At first, I found it frustrating and then fascinating that Tan felt compelled to devote so much of her personal film to the male teacher who both assisted and sabotaged her creative life. Georges, for sure, is a puzzle. In voice recordings, his accent is unplaceable. Pictures capture a vague ethnicity. He’s a kind of Machiavellian figure who seemingly emerges from nowhere to egg on these kids’ creative urges.

Tan collects bits and pieces of what Georges had told others when they were kids and finds that each person contains a bit of knowledge that is a slightly warped version of what the others have; Georges’ insecurities ran so deeply that his life was an avalanche of lies.

One of the stranger sections of Tan’s relationship with Georges comes when he invites her on a road trip across the U.S. Tan is still a teenager at the time, and Georges, well, who knows how old he was. Tan took him up on the invitation and spent her time soaking up his tall tales, the most salient being that the James Spader character in Steven Soderbergh’s “Sex, Lies, and Videotape” was based on him. (Later, we will come to understand that that is a lie.)

Tan accepts these stories as fact, impressionable as she is and searching out validation.

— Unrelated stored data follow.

//! Environment and component definition files.

use anyhow::{Context, Result, anyhow};
use serde_yaml::Value;
use std::fmt;
use std::path::{Path, PathBuf};

/// Kind of asset a definition file describes.
#[derive(Debug, Clone, Copy, PartialEq, Eq)]
pub enum AssetKind {
    Environment,
    /// A command component or a pipeline component.
    Component,
}

impl AssetKind {
    /// Collection segment of the asset URL.
    pub fn collection(self) -> &'static str {
        match self {
            AssetKind::Environment => "environments",
            AssetKind::Component => "components",
        }
    }
}

impl fmt::Display for AssetKind {
    fn fmt(&self, f: &mut fmt::Formatter<'_>) -> fmt::Result {
        match self {
            AssetKind::Environment => write!(f, "environment"),
            AssetKind::Component => write!(f, "component"),
        }
    }
}

/// A parsed definition, ready to send.
#[derive(Debug, Clone)]
pub struct AssetDefinition {
    pub path: PathBuf,
    pub name: String,
    pub version: String,
    /// The whole document as JSON.
    pub document: serde_json::Value,
}

impl AssetDefinition {
    /// Load a YAML definition. `name` and `version` are required.
    pub fn load(path: &Path) -> Result<Self> {
        let content = std::fs::read_to_string(path)
            .with_context(|| format!("failed to read {}", path.display()))?;
        Self::from_yaml(path, &content)
    }

    pub fn from_yaml(path: &Path, content: &str) -> Result<Self> {
        let document: Value = serde_yaml::from_str(content)
            .with_context(|| format!("invalid YAML in {}", path.display()))?;
        if !document.is_mapping() {
            return Err(anyhow!("{} is not a YAML mapping", path.display()));
        }

        let name = scalar(&document, "name")
            .ok_or_else(|| anyhow!("{} has no 'name'", path.display()))?;
        let version = scalar(&document, "version")
            .ok_or_else(|| anyhow!("{} has no 'version'", path.display()))?;
        let json = serde_json::to_value(&document)
            .with_context(|| format!("{} cannot be represented as JSON", path.display()))?;

        Ok(Self {
            path: path.to_path_buf(),
            name,
            version,
            document: json,
        })
    }
}

fn scalar(document: &Value, key: &str) -> Option<String> {
    match document.get(key)? {
        Value::String(s) if !s.is_empty() => Some(s.clone()),
        Value::Number(n) => Some(n.to_string()),
        _ => None,
    }
}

It comes as no surprise that on this trip Georges apparently asked Tan to “touch his belly,” and she refused and pretended it didn’t happen. Who wouldn’t see the possibility of Georges trying to take advantage of this young girl? But what makes this story different is Tan and her reaction, which is simply… curiosity. Yet this is also Tan’s interpretation of the memory now, and the longer the film goes on, the more we understand that perhaps all of Tan’s memories are flawed.

What we — and Tan — come to find is that how the director describes or sees herself in the past doesn’t always match up to her collaborators’ opinions of the time; this is also a story about the stories we tell ourselves. Though Tan’s voiceover explaining the origin of “Shirkers” seems direct at first, underneath this measured statement lies a coyness, a sense that perhaps the audience will never receive the full story because of Tan’s own inability to face her past.

At one point, Ng becomes frustrated because she can’t get Tan to see the story outside of herself. She tells Tan: “You’re an a–hole.” And then the film adds yet another layer, its tendrils stretching into an exploration of self-projection. “Am I an a–hole?” Tan wonders aloud.

The significance of that question and statement didn’t hit me at first. The entire idea of a director trying to discover if she is or was an a–hole didn’t completely interest me until the cumulative subtext and unanswered questions of her film hit me. Was she an a–hole like Georges was an a–hole? Was she just as guilty of rewriting her own narrative as Georges was?

Like another breakout independent film this year, “The Tale,” Tan’s documentary attempts to portray her own narrative with objectivity and distance, but she discovers along the way that such a thing may not be possible, that memories will wait years or decades to snag you in their truths.